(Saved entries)
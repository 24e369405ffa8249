//! POP3 response grammars (client side).
//!
//! Five independent parsers over raw response lines as received from the
//! server, CRLF included. Each returns a three-way outcome so that a
//! "recognized but negative" reply (`-ERR`) is never conflated with a line
//! that conforms to no known grammar at all — the latter means the peer
//! cannot be trusted and is the caller's decision to abort or ignore.
//!
//! None of these parsers can panic; malformed peer output always reaches
//! the caller as [`ParseOutcome::Ambiguous`] or [`BodyLine::Ambiguous`].

use crate::types::{Greeting, ListEntry, Stat, UidlEntry};

/// Status indicator opening a positive single-line reply.
const OK: &str = "+OK";
/// Status indicator opening a negative single-line reply.
const ERR: &str = "-ERR";

/// Outcome of parsing one single-line response.
#[derive(Debug, Clone, PartialEq, Eq)]
pub enum ParseOutcome<T> {
    /// Well-formed `+OK` reply with its typed payload.
    Accepted(T),
    /// Well-formed `-ERR` reply; the server's diagnostic text.
    Rejected {
        /// Free text following `-ERR`.
        comment: String,
    },
    /// The line conforms to no known grammar. Do not trust the peer.
    Ambiguous,
}

impl<T> ParseOutcome<T> {
    /// Returns `true` for [`ParseOutcome::Ambiguous`].
    #[must_use]
    pub const fn is_ambiguous(&self) -> bool {
        matches!(self, Self::Ambiguous)
    }
}

/// Outcome of parsing one continuation line of a multi-line body.
#[derive(Debug, Clone, PartialEq, Eq)]
pub enum BodyLine<T> {
    /// One more data line.
    Data(T),
    /// The lone-period terminator; no further lines belong to this body.
    End,
    /// The line conforms to no known grammar. Do not trust the peer.
    Ambiguous,
}

/// Parses the connection greeting.
///
/// On `+OK` the comment is scanned for an APOP challenge of the form
/// `<digits.digits@domain>`; its absence means the server does not offer
/// APOP. The challenge is returned verbatim, brackets included, because
/// the APOP digest is computed over the exact advertised string.
#[must_use]
pub fn parse_greeting(line: &str) -> ParseOutcome<Greeting> {
    let Some((ok, comment)) = split_status(line) else {
        return ParseOutcome::Ambiguous;
    };
    if ok {
        ParseOutcome::Accepted(Greeting {
            apop_challenge: find_apop_challenge(comment),
            comment: comment.to_string(),
        })
    } else {
        ParseOutcome::Rejected {
            comment: comment.to_string(),
        }
    }
}

/// Parses a `STAT` reply: `+OK` followed by exactly two unsigned integers.
#[must_use]
pub fn parse_stat(line: &str) -> ParseOutcome<Stat> {
    let Some((ok, rest)) = split_status(line) else {
        return ParseOutcome::Ambiguous;
    };
    if !ok {
        return ParseOutcome::Rejected {
            comment: rest.to_string(),
        };
    }
    let mut fields = rest.split(' ');
    let (Some(messages), Some(total_bytes), None) =
        (fields.next(), fields.next(), fields.next())
    else {
        return ParseOutcome::Ambiguous;
    };
    match (parse_number::<u32>(messages), parse_number::<u64>(total_bytes)) {
        (Some(messages), Some(total_bytes)) => ParseOutcome::Accepted(Stat {
            messages,
            total_bytes,
        }),
        _ => ParseOutcome::Ambiguous,
    }
}

/// Classifies a reply by its leading status token.
///
/// Used for commands whose success carries no structured payload; the
/// remainder of the line is captured as a comment either way.
#[must_use]
pub fn parse_simple(line: &str) -> ParseOutcome<String> {
    match split_status(line) {
        Some((true, comment)) => ParseOutcome::Accepted(comment.to_string()),
        Some((false, comment)) => ParseOutcome::Rejected {
            comment: comment.to_string(),
        },
        None => ParseOutcome::Ambiguous,
    }
}

/// Returns `true` for the lone-period line terminating a multi-line body.
///
/// Continuation parsers check this before attempting their own grammar,
/// so a terminator is reported as "no more lines" rather than as data.
#[must_use]
pub fn is_terminator(line: &str) -> bool {
    line == ".\r\n"
}

/// Parses one `UIDL` continuation line: message number and a unique-id of
/// 1 to 70 printable ASCII characters.
#[must_use]
pub fn parse_uidl_line(line: &str) -> BodyLine<UidlEntry> {
    if is_terminator(line) {
        return BodyLine::End;
    }
    let Some(line) = line.strip_suffix("\r\n") else {
        return BodyLine::Ambiguous;
    };
    let Some((message, uid)) = line.split_once(' ') else {
        return BodyLine::Ambiguous;
    };
    let Some(message) = parse_number::<u32>(message) else {
        return BodyLine::Ambiguous;
    };
    let uid_ok = (1..=70).contains(&uid.len()) && uid.bytes().all(|b| (0x21..=0x7e).contains(&b));
    if !uid_ok {
        return BodyLine::Ambiguous;
    }
    BodyLine::Data(UidlEntry {
        message,
        uid: uid.to_string(),
    })
}

/// Parses one `LIST` continuation line: message number and size in octets.
#[must_use]
pub fn parse_list_line(line: &str) -> BodyLine<ListEntry> {
    if is_terminator(line) {
        return BodyLine::End;
    }
    let Some(line) = line.strip_suffix("\r\n") else {
        return BodyLine::Ambiguous;
    };
    let Some((message, bytes)) = line.split_once(' ') else {
        return BodyLine::Ambiguous;
    };
    match (parse_number::<u32>(message), parse_number::<u64>(bytes)) {
        (Some(message), Some(bytes)) => BodyLine::Data(ListEntry { message, bytes }),
        _ => BodyLine::Ambiguous,
    }
}

/// Parses one `TOP`/`RETR` continuation line.
///
/// A byte-stuffed `..` line is unescaped to a single `.`; every other line
/// is returned verbatim (RFC 1939 byte-stuffing transparency).
#[must_use]
pub fn parse_mail_line(line: &str) -> BodyLine<String> {
    if is_terminator(line) {
        return BodyLine::End;
    }
    if line == "..\r\n" {
        return BodyLine::Data(".".to_string());
    }
    match line.strip_suffix("\r\n") {
        Some(text) => BodyLine::Data(text.to_string()),
        None => BodyLine::Ambiguous,
    }
}

/// Splits a CRLF-terminated line into its status token and comment.
///
/// Returns `Some(true, comment)` for `+OK`, `Some(false, comment)` for
/// `-ERR`, and `None` when the line carries no leading status token, is
/// not CRLF-terminated, or embeds non-printable characters. The token
/// must be followed by a space or the end of line: `+OKAY` is nobody's
/// success indicator.
fn split_status(line: &str) -> Option<(bool, &str)> {
    let line = line.strip_suffix("\r\n")?;
    let (ok, rest) = if let Some(rest) = line.strip_prefix(OK) {
        (true, rest)
    } else if let Some(rest) = line.strip_prefix(ERR) {
        (false, rest)
    } else {
        return None;
    };
    let comment = match rest.strip_prefix(' ') {
        Some(comment) => comment,
        None if rest.is_empty() => "",
        None => return None,
    };
    if !comment.bytes().all(|b| (0x20..=0x7e).contains(&b)) {
        return None;
    }
    Some((ok, comment))
}

/// Strict decimal unsigned parse: digits only, no sign, no leading junk.
fn parse_number<T: std::str::FromStr>(token: &str) -> Option<T> {
    if token.is_empty() || !token.bytes().all(|b| b.is_ascii_digit()) {
        return None;
    }
    token.parse().ok()
}

/// Scans free text for an APOP challenge: `<digits.digits@domain>` where
/// the domain is dot-separated labels of `[a-z0-9+-]`.
fn find_apop_challenge(text: &str) -> Option<String> {
    let bytes = text.as_bytes();
    for (start, _) in bytes.iter().enumerate().filter(|&(_, &b)| b == b'<') {
        let rest = &text[start + 1..];
        let Some(end) = rest.find('>') else {
            continue;
        };
        if challenge_body_is_valid(&rest[..end]) {
            return Some(text[start..=start + 1 + end].to_string());
        }
    }
    None
}

/// Validates the bracket-free body: `digits.digits@label(.label)*`.
fn challenge_body_is_valid(body: &str) -> bool {
    let Some((timestamp, domain)) = body.split_once('@') else {
        return false;
    };
    let Some((seconds, fraction)) = timestamp.split_once('.') else {
        return false;
    };
    let digits = |s: &str| !s.is_empty() && s.bytes().all(|b| b.is_ascii_digit());
    if !digits(seconds) || !digits(fraction) {
        return false;
    }
    !domain.is_empty()
        && domain.split('.').all(|label| {
            !label.is_empty()
                && label
                    .bytes()
                    .all(|b| b.is_ascii_lowercase() || b.is_ascii_digit() || b == b'+' || b == b'-')
        })
}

- _Problem to solve_
Across all the records above, how many lines hold the word "opening"? Answer with only that number.

- _Task response_
2